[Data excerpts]
>>>>>

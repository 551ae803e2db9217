//! Per-user saved players

use crate::error::{StoreError, StoreResult};
use crate::models::{Player, PlayerId};
use crate::search::filter_players;

use super::{KeyValueStore, get_json, players_key, set_json};

/// A user's saved players, stored under `players_{username}`
#[derive(Debug)]
pub struct PlayerLibrary<'a, S: KeyValueStore + ?Sized> {
    store: &'a mut S,
    username: String,
}

impl<'a, S: KeyValueStore + ?Sized> PlayerLibrary<'a, S> {
    /// Opens the library of `username`.
    ///
    /// # Errors
    ///
    /// Returns [`StoreError::EmptyUsername`] for a blank name.
    pub fn new(store: &'a mut S, username: &str) -> StoreResult<Self> {
        let username = username.trim();
        if username.is_empty() {
            return Err(StoreError::EmptyUsername);
        }
        Ok(Self {
            store,
            username: username.to_string(),
        })
    }

    /// Owner of this library
    #[must_use]
    pub fn username(&self) -> &str {
        &self.username
    }

    /// All saved players; empty if nothing was saved yet.
    ///
    /// # Errors
    ///
    /// Returns an error if the store cannot be read or holds invalid JSON.
    pub fn load(&self) -> StoreResult<Vec<Player>> {
        Ok(get_json(&*self.store, &players_key(&self.username))?.unwrap_or_default())
    }

    /// Replaces every saved player.
    ///
    /// # Errors
    ///
    /// Returns an error if the store cannot be written.
    pub fn save(&mut self, players: &[Player]) -> StoreResult<()> {
        set_json(self.store, &players_key(&self.username), players)?;
        tracing::debug!(count = players.len(), "Player library saved");
        Ok(())
    }

    /// Saves a player unless one with the same name is already stored.
    ///
    /// Returns whether the player was added.
    ///
    /// # Errors
    ///
    /// Returns an error if the store cannot be read or written.
    pub fn add(&mut self, player: &Player) -> StoreResult<bool> {
        let mut players = self.load()?;
        if players.iter().any(|p| p.name == player.name) {
            return Ok(false);
        }
        let mut stored = player.clone();
        stored.is_captain = false;
        players.push(stored);
        self.save(&players)?;
        Ok(true)
    }

    /// Replaces the saved player with the same id.
    ///
    /// Returns whether a stored player was updated.
    ///
    /// # Errors
    ///
    /// Returns an error if the store cannot be read or written.
    pub fn update(&mut self, player: &Player) -> StoreResult<bool> {
        let mut players = self.load()?;
        let Some(slot) = players.iter_mut().find(|p| p.id == player.id) else {
            return Ok(false);
        };
        slot.name.clone_from(&player.name);
        slot.category = player.category;
        self.save(&players)?;
        Ok(true)
    }

    /// Deletes the saved player with the given id.
    ///
    /// Returns whether a player was removed.
    ///
    /// # Errors
    ///
    /// Returns an error if the store cannot be read or written.
    pub fn delete(&mut self, id: PlayerId) -> StoreResult<bool> {
        let mut players = self.load()?;
        let before = players.len();
        players.retain(|p| p.id != id);
        if players.len() == before {
            return Ok(false);
        }
        self.save(&players)?;
        Ok(true)
    }

    /// Saved players whose name contains `query`, ignoring case
    ///
    /// # Errors
    ///
    /// Returns an error if the store cannot be read.
    pub fn search(&self, query: &str) -> StoreResult<Vec<Player>> {
        let players = self.load()?;
        Ok(filter_players(&players, query).into_iter().cloned().collect())
    }
}
//! Key-value persistence
//!
//! Everything `teamgen` remembers between runs goes through a
//! [`KeyValueStore`]: the current display name, each user's saved players,
//! and the working roster. Values are JSON strings.

mod file;
mod library;
mod memory;
mod session;

pub use file::{FileStore, STORE_FILE_NAME};
pub use library::PlayerLibrary;
pub use memory::MemoryStore;
pub use session::{Session, WorkingRoster};

use serde::Serialize;
use serde::de::DeserializeOwned;

use crate::error::{StoreError, StoreResult};

/// Key holding the current display name
pub const USERNAME_KEY: &str = "teamgen_username";

/// Key holding the working roster
pub const ROSTER_KEY: &str = "teamgen_roster";

/// Key holding a user's saved players
#[must_use]
pub fn players_key(username: &str) -> String {
    format!("players_{username}")
}

/// String key-value storage capability
pub trait KeyValueStore {
    /// Reads a value
    ///
    /// # Errors
    ///
    /// Returns an error if the backing storage cannot be read.
    fn get(&self, key: &str) -> StoreResult<Option<String>>;

    /// Writes a value, replacing any previous one
    ///
    /// # Errors
    ///
    /// Returns an error if the backing storage cannot be written.
    fn set(&mut self, key: &str, value: &str) -> StoreResult<()>;

    /// Deletes a value; deleting a missing key is not an error
    ///
    /// # Errors
    ///
    /// Returns an error if the backing storage cannot be written.
    fn remove(&mut self, key: &str) -> StoreResult<()>;
}

/// Reads and decodes a JSON value
pub(crate) fn get_json<T, S>(store: &S, key: &str) -> StoreResult<Option<T>>
where
    T: DeserializeOwned,
    S: KeyValueStore + ?Sized,
{
    store
        .get(key)?
        .map(|raw| {
            serde_json::from_str(&raw).map_err(|e| StoreError::Corrupt {
                key: key.to_string(),
                reason: e.to_string(),
            })
        })
        .transpose()
}

/// Encodes and writes a JSON value
pub(crate) fn set_json<T, S>(store: &mut S, key: &str, value: &T) -> StoreResult<()>
where
    T: Serialize + ?Sized,
    S: KeyValueStore + ?Sized,
{
    let raw =
        serde_json::to_string(value).map_err(|e| StoreError::Serialization(e.to_string()))?;
    store.set(key, &raw)
}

<<<<<

**TASK GOAL:**
From the data, work out how many lines include the word "PlayerLibrary"; the reply is that number and nothing else.

**RESPONSE TO THE EXERCISE:**
3